Lamego, 08 set 2026 (Ecclesia) – O reitor do Santuário de Nossa Senhora dos Remédios, em Lamego, descreveu as festividades em honra da padroeira como “uma espécie de tsunami mariano”, enaltecendo uma experiência “avassaladora em número e em intensidade”.
“É uma vivência com raízes muito populares, muito epidérmicas, muito autênticas, mas que mostram que a relação com Nossa Senhora e, obviamente, com Jesus, está na alma do povo”, sublinhou o padre João António Teixeira, em declarações ao Programa Ecclesia que é emitido hoje na RTP2.
O responsável destacou que “não aqui segmentações classistas, há uma unidade, de facto, em volta da mãe”, que se prolonga ao longo “dos dias da novena e da festa”.
Apesar do destaque mediático que recai sobre a Procissão do Triunfo, esta tarde, considerada o “corolário vivencial, telúrico, muito próprio aqui de Lamego”, o padre João António Teixeira notou uma “crescente procura da espiritualidade, ou seja, da escuta, do silêncio, da vivência quotidiana da fé”.
O sacerdote salientou que o número de fiéis que procura atendimento espiritual “aumentou exponencialmente” após a pandemia, referindo-se a “situações que não são visíveis e que não são reproduzíveis” nas habituais reportagens televisivas.
Questionado sobre o perfil de quem percorre os mais de 600 degraus do escadório, o padre João António Teixeira apontou para uma “grande variedade”.
“Há quem o faça em espírito de oração, até em comunidade, famílias”, explicou o reitor, notando que existe um processo de transformação interior onde “o turista se transforma em peregrino”.
“O turista apenas passa ao passo que o peregrino, além de passar, para. E para, às vezes, bastante tempo”, constatou o entrevistado.
O Santuário de Nossa Senhora dos Remédios tem recebido devotos de diferentes latitudes geográficas, com o reitor a enumerar a presença de “pessoas de toda a parte do mundo, desde a Europa mais próxima, Espanha, França, Itália, norte da Europa, mas também da América Latina”, incluindo peregrinos da Ásia, como de “Taiwan”.
Dizer Lamego é dizer Nossa Senhora dos Remédios.”
A igreja original e os espaços adjacentes albergam um vasto património, destacando-se, segundo o padre João António Teixeira, uma “imagem no Santuário de Santa Ana a ensinar Nossa Senhora a ler, precisamente na escola do Templo de Jerusalém”.

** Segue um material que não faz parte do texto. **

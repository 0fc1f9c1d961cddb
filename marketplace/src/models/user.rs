// marketplace/src/models/user.rs

use chrono::{DateTime, Utc};
use serde::{Deserialize, Serialize};
use sqlx::{FromRow, Type as SqlxType};
use uuid::Uuid;

#[derive(Debug, Clone, Copy, PartialEq, Eq, Hash, Serialize, Deserialize, SqlxType)]
#[sqlx(type_name = "user_role", rename_all = "lowercase")]
#[serde(rename_all = "lowercase")]
pub enum Role {
  Customer,
  Seller,
  Admin,
}

impl std::fmt::Display for Role {
  fn fmt(&self, f: &mut std::fmt::Formatter<'_>) -> std::fmt::Result {
    f.write_str(match self {
      Role::Customer => "customer",
      Role::Seller => "seller",
      Role::Admin => "admin",
    })
  }
}

#[derive(Debug, Clone, Serialize, Deserialize, FromRow)]
pub struct User {
  pub id: Uuid,
  pub username: String,
  pub email: String,
  pub role: Role,
  pub is_staff: bool,
  pub is_superuser: bool,
  pub created_at: DateTime<Utc>,
}

impl User {
  /// Staff and superusers act as admins whatever their profile says.
  pub fn resolved_role(&self) -> Role {
    if self.is_staff || self.is_superuser {
      Role::Admin
    } else {
      self.role
    }
  }
}

/// Shop profile of a user who sells on the marketplace.
#[derive(Debug, Clone, Serialize, Deserialize, FromRow)]
pub struct Seller {
  pub id: Uuid,
  pub user_id: Uuid,
  pub shop_name: String,
  pub phone: String,
  pub address: String,
  pub created_at: DateTime<Utc>,
}

/// The user behind a request, resolved once and handed to every
/// permission check.
#[derive(Debug, Clone, Copy, PartialEq, Eq, Serialize)]
pub struct Actor {
  pub user_id: Uuid,
  pub role: Role,
  pub seller_id: Option<Uuid>,
}

impl Actor {
  pub fn resolve(user: &User, seller: Option<&Seller>) -> Self {
    Self {
      user_id: user.id,
      role: user.resolved_role(),
      seller_id: seller.map(|s| s.id),
    }
  }

  pub fn is_admin(&self) -> bool {
    self.role == Role::Admin
  }

  pub fn is_seller(&self, seller_id: Uuid) -> bool {
    self.seller_id == Some(seller_id)
  }
}

#[cfg(test)]
mod tests {
  use super::*;

  fn user(role: Role, is_staff: bool, is_superuser: bool) -> User {
    User {
      id: Uuid::new_v4(),
      username: "u".into(),
      email: "u@example.com".into(),
      role,
      is_staff,
      is_superuser,
      created_at: Utc::now(),
    }
  }

  #[test]
  fn staff_and_superusers_resolve_to_admin() {
    assert_eq!(user(Role::Customer, true, false).resolved_role(), Role::Admin);
    assert_eq!(user(Role::Seller, false, true).resolved_role(), Role::Admin);
    assert_eq!(user(Role::Seller, false, false).resolved_role(), Role::Seller);
    assert_eq!(user(Role::Customer, false, false).resolved_role(), Role::Customer);
  }
}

As festividades em honra do nascimento de Nossa Senhora dos Remédios celebram-se anualmente entre agosto e 8 de setembro (dia da Senhora); a imagem original da Virgem com o Menino ao peito, data do século XV, na sacristia está a imagem nova que é levada na procissão de triunfo, e foi consagrada a 2 de setembro de 1904.
A igreja do Santuário de Nossa Senhora dos Remédios é antecedida de um escadório, construído ao longo de várias mais de um século, que se insere no meio da natureza, rodeado pelo parque de Santo Estevão ou dos Remédios.
O atual santuário começou a ser construído em 1750, depois da Capela de Santo Estêvão (de 1361) e da primeira Capela de Nossa Senhora dos Remédios (de 1565).